I’ve helped a lot of clients with a lot of problems since then, and I bet I have a whole lot of client-helping left in me. But I probably won’t be on an overseas tour with a band anytime soon, if ever again at all.

Two Dollar Pistols
We kinda rocked.

So, when running to make the train (past all manner of odd distractions), I realized that I made a mistake. I was on tour in Holland and I decided to work through the whole thing. I really could have taken four days off. I really should have taken four days off–but I didn’t. 

I’ve been thinking a lot lately about perseverance. In a recent employee review, I told the employee that I was far more interested in having this particular person on staff for a long, long time than I was in squeezing every last drop out of them over the next two years. I realized during that review that my own primary limitation wasn’t time, but energy.

Energy is about give and take. I believe we do have enough energy to be professionally inspired and effective for decades, but only on the condition that it is diversified. As usual, David C. Baker says it best: “If you don’t have a wonderfully interesting life outside of work, you’re going to look to your job for that sort of satisfaction, and then work becomes skewed and strange–things fall apart.”

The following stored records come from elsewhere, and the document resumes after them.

use chrono::{Datelike, NaiveDate};
use serde::{Deserialize, Serialize};
use tracing::debug;

use crate::aggregate::{self, AttendanceSummary, CourseMetrics};
use crate::models::{Course, NamedCount, PaymentStatus, SeriesPoint, Snapshot, User};

#[derive(Debug, Clone, PartialEq, Serialize, Deserialize)]
#[serde(rename_all = "camelCase")]
pub struct DashboardStats {
    pub student_stats: StudentStats,
    pub course_stats: CourseStats,
    pub payment_stats: PaymentStats,
    pub attendance_stats: AttendanceStats,
}

#[derive(Debug, Clone, PartialEq, Serialize, Deserialize)]
#[serde(rename_all = "camelCase")]
pub struct StudentStats {
    pub total_students: usize,
    pub new_this_month: usize,
    pub gender_distribution: Vec<NamedCount>,
    pub age_distribution: Vec<NamedCount>,
    pub account_type_distribution: Vec<NamedCount>,
    pub location_distribution: Vec<NamedCount>,
    pub enrollment_trend: Vec<SeriesPoint>,
}

#[derive(Debug, Clone, PartialEq, Serialize, Deserialize)]
#[serde(rename_all = "camelCase")]
pub struct RankedCourse {
    pub course_id: String,
    pub title: String,
    pub value: f64,
}

#[derive(Debug, Clone, PartialEq, Serialize, Deserialize)]
#[serde(rename_all = "camelCase")]
pub struct CourseStats {
    pub total_courses: usize,
    pub average_completion: i64,
    pub category_distribution: Vec<NamedCount>,
    pub top_by_enrollment: Vec<RankedCourse>,
    pub top_by_completion: Vec<RankedCourse>,
    pub top_by_revenue: Vec<RankedCourse>,
    pub top_by_grade: Vec<RankedCourse>,
}

#[derive(Debug, Clone, PartialEq, Serialize, Deserialize)]
#[serde(rename_all = "camelCase")]
pub struct PaymentStats {
    pub total_revenue: i64,
    pub total_transactions: usize,
    pub succeeded: usize,
    pub pending: usize,
    pub failed: usize,
    pub refunded: usize,
    pub success_rate: i64,
    pub status_distribution: Vec<NamedCount>,
    pub provider_distribution: Vec<NamedCount>,
    pub revenue_trend: Vec<SeriesPoint>,
}

#[derive(Debug, Clone, PartialEq, Serialize, Deserialize)]
#[serde(rename_all = "camelCase")]
pub struct AttendanceStats {
    pub summary: AttendanceSummary,
    pub weekday_distribution: Vec<NamedCount>,
    pub attendance_trend: Vec<SeriesPoint>,
}

/// Builds a complete dashboard snapshot. Months and ages are relative to
/// `as_of`.
pub fn assemble(snapshot: &Snapshot, as_of: NaiveDate) -> DashboardStats {
    let stats = DashboardStats {
        student_stats: student_stats(&snapshot.users, as_of),
        course_stats: course_stats(snapshot),
        payment_stats: payment_stats(snapshot, as_of),
        attendance_stats: attendance_stats(snapshot, as_of),
    };

    debug!(
        students = stats.student_stats.total_students,
        courses = stats.course_stats.total_courses,
        transactions = stats.payment_stats.total_transactions,
        "assembled dashboard"
    );
    stats
}

pub fn student_stats(users: &[User], as_of: NaiveDate) -> StudentStats {
    let students: Vec<&User> = users.iter().filter(|user| user.is_student()).collect();
    let new_this_month = students
        .iter()
        .filter_map(|student| student.created_on())
        .filter(|day| day.year() == as_of.year() && day.month() == as_of.month())
        .count();

    StudentStats {
        total_students: students.len(),
        new_this_month,
        gender_distribution: aggregate::gender_distribution(students.iter().copied()),
        age_distribution: aggregate::age_distribution(students.iter().copied(), as_of),
        account_type_distribution: aggregate::account_type_distribution(
            students.iter().copied(),
        ),
        location_distribution: aggregate::location_distribution(students.iter().copied()),
        enrollment_trend: aggregate::enrollment_trend(students.iter().copied(), as_of),
    }
}

struct CourseRank<'a> {
    course: &'a Course,
    metrics: CourseMetrics,
}

fn rank<'a>(
    entries: &[CourseRank<'a>],
    metric: impl Fn(&CourseRank<'a>) -> f64,
) -> Vec<RankedCourse> {
    aggregate::top_n(entries.iter().collect(), |entry| metric(*entry))
        .into_iter()
        .map(|entry| RankedCourse {
            course_id: entry.course.id.clone(),
            title: entry.course.title().to_string(),
            value: metric(entry),
        })
        .collect()
}

pub fn course_stats(snapshot: &Snapshot) -> CourseStats {
    let entries: Vec<CourseRank> = snapshot
        .courses
        .iter()
        .map(|course| CourseRank {
            course,
            metrics: aggregate::course_metrics(
                &course.id,
                &snapshot.payments,
                &snapshot.grades,
                &snapshot.attendance,
            ),
        })
        .collect();

    CourseStats {
        total_courses: snapshot.courses.len(),
        average_completion: aggregate::mean(snapshot.courses.iter().map(Course::progress))
            .round() as i64,
        category_distribution: aggregate::category_distribution(&snapshot.courses),
        top_by_enrollment: rank(&entries, |e| e.metrics.enrollments as f64),
        top_by_completion: rank(&entries, |e| e.course.progress()),
        top_by_revenue: rank(&entries, |e| e.metrics.revenue as f64),
        top_by_grade: rank(&entries, |e| e.metrics.average_grade),
    }
}

pub fn payment_stats(snapshot: &Snapshot, as_of: NaiveDate) -> PaymentStats {
    let payments = &snapshot.payments;
    let count = |status: PaymentStatus| {
        payments
            .iter()
            .filter(|payment| payment.status == status)
            .count()
    };
    let succeeded = count(PaymentStatus::Succeeded);

    PaymentStats {
        total_revenue: aggregate::revenue(payments),
        total_transactions: payments.len(),
        succeeded,
        pending: count(PaymentStatus::Pending),
        failed: count(PaymentStatus::Failed),
        refunded: count(PaymentStatus::Refunded),
        success_rate: aggregate::rate(succeeded, payments.len()),
        status_distribution: aggregate::status_distribution(payments),
        provider_distribution: aggregate::provider_distribution(payments),
        revenue_trend: aggregate::revenue_trend(payments, as_of),
    }
}

pub fn attendance_stats(snapshot: &Snapshot, as_of: NaiveDate) -> AttendanceStats {
    AttendanceStats {
        summary: aggregate::attendance_summary(&snapshot.attendance),
        weekday_distribution: aggregate::weekday_distribution(&snapshot.attendance),
        attendance_trend: aggregate::attendance_trend(&snapshot.attendance, as_of),
    }
}

#[cfg(test)]
mod tests {
    use super::*;
    use crate::models::{CourseGrade, PaymentRecord, RelatedItem, Role};
    use pretty_assertions::assert_eq;

    fn as_of() -> NaiveDate {
        NaiveDate::from_ymd_opt(2026, 6, 20).unwrap()
    }

    fn course(id: &str, progress: f64) -> Course {
        Course {
            id: id.to_string(),
            title: Some(format!("Course {id}")),
            progress: Some(progress),
            ..Course::default()
        }
    }

    fn paid(user: &str, course: &str, amount: i64) -> PaymentRecord {
        PaymentRecord {
            id: format!("{user}-{course}"),
            user_id: Some(user.to_string()),
            amount: Some(amount),
            status: PaymentStatus::Succeeded,
            related_items: vec![RelatedItem {
                kind: "course".to_string(),
                id: course.to_string(),
            }],
            created_at: Some("2026-06-02".to_string()),
            ..PaymentRecord::default()
        }
    }

    #[test]
    fn empty_snapshot_degrades_to_zeroes() {
        let stats = assemble(&Snapshot::default(), as_of());
        assert_eq!(stats.student_stats.total_students, 0);
        assert_eq!(stats.student_stats.enrollment_trend.len(), 6);
        assert_eq!(stats.payment_stats.success_rate, 0);
        assert_eq!(stats.payment_stats.revenue_trend.len(), 6);
        assert_eq!(stats.attendance_stats.summary, AttendanceSummary::default());
        assert_eq!(stats.attendance_stats.attendance_trend.len(), 6);
        assert!(stats.course_stats.top_by_revenue.is_empty());
    }

    #[test]
    fn top_lists_are_capped_and_descending() {
        let courses: Vec<Course> = (1..=7)
            .map(|i| course(&format!("c{i}"), i as f64 * 10.0))
            .collect();
        let payments: Vec<PaymentRecord> = (1..=7)
            .map(|i| paid(&format!("u{i}"), &format!("c{i}"), i * 100))
            .collect();
        let grades = vec![CourseGrade {
            student_id: Some("u1".to_string()),
            course_id: Some("c2".to_string()),
            grade_value: Some(77.0),
        }];
        let snapshot = Snapshot {
            courses,
            payments,
            grades,
            ..Snapshot::default()
        };

        let stats = course_stats(&snapshot);
        for list in [
            &stats.top_by_enrollment,
            &stats.top_by_completion,
            &stats.top_by_revenue,
            &stats.top_by_grade,
        ] {
            assert!(list.len() <= 5);
            assert!(list.windows(2).all(|pair| pair[0].value >= pair[1].value));
        }

        let revenue_ids: Vec<&str> = stats
            .top_by_revenue
            .iter()
            .map(|entry| entry.course_id.as_str())
            .collect();
        assert_eq!(revenue_ids, vec!["c7", "c6", "c5", "c4", "c3"]);
        assert_eq!(stats.top_by_grade[0].course_id, "c2");
        assert_eq!(stats.top_by_grade[1].course_id, "c1");
        assert_eq!(stats.average_completion, 40);
    }

    #[test]
    fn student_stats_ignore_non_students() {
        let users = vec![
            User {
                id: "s1".to_string(),
                role: Role::Student,
                gender: Some("Male".to_string()),
                created_at: Some("2026-06-01T10:00:00Z".to_string()),
                ..User::default()
            },
            User {
                id: "a1".to_string(),
                role: Role::Admin,
                created_at: Some("2026-06-01".to_string()),
                ..User::default()
            },
        ];
        let stats = student_stats(&users, as_of());
        assert_eq!(stats.total_students, 1);
        assert_eq!(stats.new_this_month, 1);
        assert_eq!(stats.gender_distribution[0].value, 1);
        assert_eq!(stats.enrollment_trend.last().unwrap().value, 1);
    }

    #[test]
    fn payment_stats_count_each_status() {
        let mut failed = paid("u2", "c1", 900);
        failed.status = PaymentStatus::Failed;
        let snapshot = Snapshot {
            payments: vec![paid("u1", "c1", 500), failed, paid("u3", "c1", 250)],
            ..Snapshot::default()
        };

        let stats = payment_stats(&snapshot, as_of());
        assert_eq!(stats.total_revenue, 750);
        assert_eq!(stats.succeeded, 2);
        assert_eq!(stats.failed, 1);
        assert_eq!(stats.success_rate, 67);
        assert_eq!(stats.revenue_trend.last().unwrap().value, 750);
    }

    #[test]
    fn assembly_is_idempotent() {
        let snapshot = Snapshot {
            courses: vec![course("c1", 30.0)],
            payments: vec![paid("u1", "c1", 500)],
            ..Snapshot::default()
        };
        assert_eq!(assemble(&snapshot, as_of()), assemble(&snapshot, as_of()));
    }
}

Some people can sleep four hours a night and work 16 hours a day plus weekends. That’s cool, but it’s not me, and it won’t be anyone at Newfangled either. That sort of personal culture begets one-upmanship and it is not welcome here. I love hearing about all the wonderful and interesting things our people do with their free time, which for Newfangled employees is pretty consistently about 128 hours a week. I enjoy hearing the things that keep people engaged outside of work because I genuinely care about their happiness, and because I know that it means they will have the energy and refreshed perspective necessary to put their hearts and minds into their work Monday through Friday. Great work and service doesn’t’ come from tired people–just ask the flight attendant who just refused to take my trash even though she was walking directly to the trash can eight feet away, empty-handed. 

I used to diversify my energy by “kicking out the jams,” as they say. Now it’s cooking great dinners with my wife, splitting wood, going to the Dean Dome, and playing with sweet little Gus. What it is doesn’t matter, as long as that empty vessel gets filled back up. I love seeing the wiped out looks–earned through a week of very hard work–on our employees faces when I’m buying them pizza and beer around lunchtime on Friday. And I love seeing those fresh and smiling faces on Monday (after the requisite gallons of coffee), earned through time with wives and boyfriends, pastors and yoga teachers, bandmates and children–and a marked absence of work. 

Work hard, and play hard. Live long, and prosper.